Segment Open

// ------------------------------------------------------------
// File cache helpers
// ------------------------------------------------------------

#[derive(Serialize, Deserialize)]
struct CachedText {
    text: String,
}

fn cache_key(provider: &str, model: &str, req: &GenRequest) -> String {
    let mut h = Sha256::new();
    for part in [provider, model, req.system.as_str(), req.prompt.as_str()] {
        h.update(part.as_bytes());
        h.update([0u8]);
    }
    h.update(req.max_tokens.to_le_bytes());
    h.update(req.temperature.to_le_bytes());
    h.finalize().iter().take(16).map(|b| format!("{b:02x}")).collect()
}

fn cache_path(dir: &Path, key: &str) -> PathBuf {
    dir.join(format!("{key}.json"))
}

fn read_cache_file(dir: &Path, key: &str) -> Option<String> {
    let s = fs::read_to_string(cache_path(dir, key)).ok()?;
    serde_json::from_str::<CachedText>(&s).ok().map(|c| c.text)
}

fn write_cache_file(dir: &Path, key: &str, text: &str) -> io::Result<()> {
    let path = cache_path(dir, key);
    let tmp = path.with_extension("json.tmp");
    let json = serde_json::to_string(&CachedText { text: text.to_string() })?;
    fs::write(&tmp, json)?;
    fs::rename(tmp, path)
}

// ------------------------------------------------------------
// Daily counter
// ------------------------------------------------------------

#[derive(Debug, Clone, Serialize, Deserialize)]
struct DailyCounter {
    date: String,
    count: u32,
}

impl Default for DailyCounter {
    fn default() -> Self {
        Self {
            date: today(),
            count: 0,
        }
    }
}

impl DailyCounter {
    fn is_expired(&self) -> bool {
        self.date != today()
    }
    fn reset_to_today(&mut self) {
        self.date = today();
        self.count = 0;
    }
}

fn today() -> String {
    chrono::Utc::now().format("%Y-%m-%d").to_string()
}

fn counter_path(dir: &Path) -> PathBuf {
    dir.join("daily_count.json")
}

fn load_daily_counter(dir: &Path) -> io::Result<DailyCounter> {
    let s = fs::read_to_string(counter_path(dir))?;
    serde_json::from_str(&s).map_err(|e| io::Error::new(io::ErrorKind::InvalidData, e))
}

Segment Closed

Problem requirements :: Every line of the listing above is to be set down again without any change.

Task response ::
// ------------------------------------------------------------
// File cache helpers
// ------------------------------------------------------------

#[derive(Serialize, Deserialize)]
struct CachedText {
    text: String,
}

fn cache_key(provider: &str, model: &str, req: &GenRequest) -> String {
    let mut h = Sha256::new();
    for part in [provider, model, req.system.as_str(), req.prompt.as_str()] {
        h.update(part.as_bytes());
        h.update([0u8]);
    }
    h.update(req.max_tokens.to_le_bytes());
    h.update(req.temperature.to_le_bytes());
    h.finalize().iter().take(16).map(|b| format!("{b:02x}")).collect()
}

fn cache_path(dir: &Path, key: &str) -> PathBuf {
    dir.join(format!("{key}.json"))
}

fn read_cache_file(dir: &Path, key: &str) -> Option<String> {
    let s = fs::read_to_string(cache_path(dir, key)).ok()?;
    serde_json::from_str::<CachedText>(&s).ok().map(|c| c.text)
}

fn write_cache_file(dir: &Path, key: &str, text: &str) -> io::Result<()> {
    let path = cache_path(dir, key);
    let tmp = path.with_extension("json.tmp");
    let json = serde_json::to_string(&CachedText { text: text.to_string() })?;
    fs::write(&tmp, json)?;
    fs::rename(tmp, path)
}

// ------------------------------------------------------------
// Daily counter
// ------------------------------------------------------------

#[derive(Debug, Clone, Serialize, Deserialize)]
struct DailyCounter {
    date: String,
    count: u32,
}

impl Default for DailyCounter {
    fn default() -> Self {
        Self {
            date: today(),
            count: 0,
        }
    }
}

impl DailyCounter {
    fn is_expired(&self) -> bool {
        self.date != today()
    }
    fn reset_to_today(&mut self) {
        self.date = today();
        self.count = 0;
    }
}

fn today() -> String {
    chrono::Utc::now().format("%Y-%m-%d").to_string()
}

fn counter_path(dir: &Path) -> PathBuf {
    dir.join("daily_count.json")
}

fn load_daily_counter(dir: &Path) -> io::Result<DailyCounter> {
    let s = fs::read_to_string(counter_path(dir))?;
    serde_json::from_str(&s).map_err(|e| io::Error::new(io::ErrorKind::InvalidData, e))
}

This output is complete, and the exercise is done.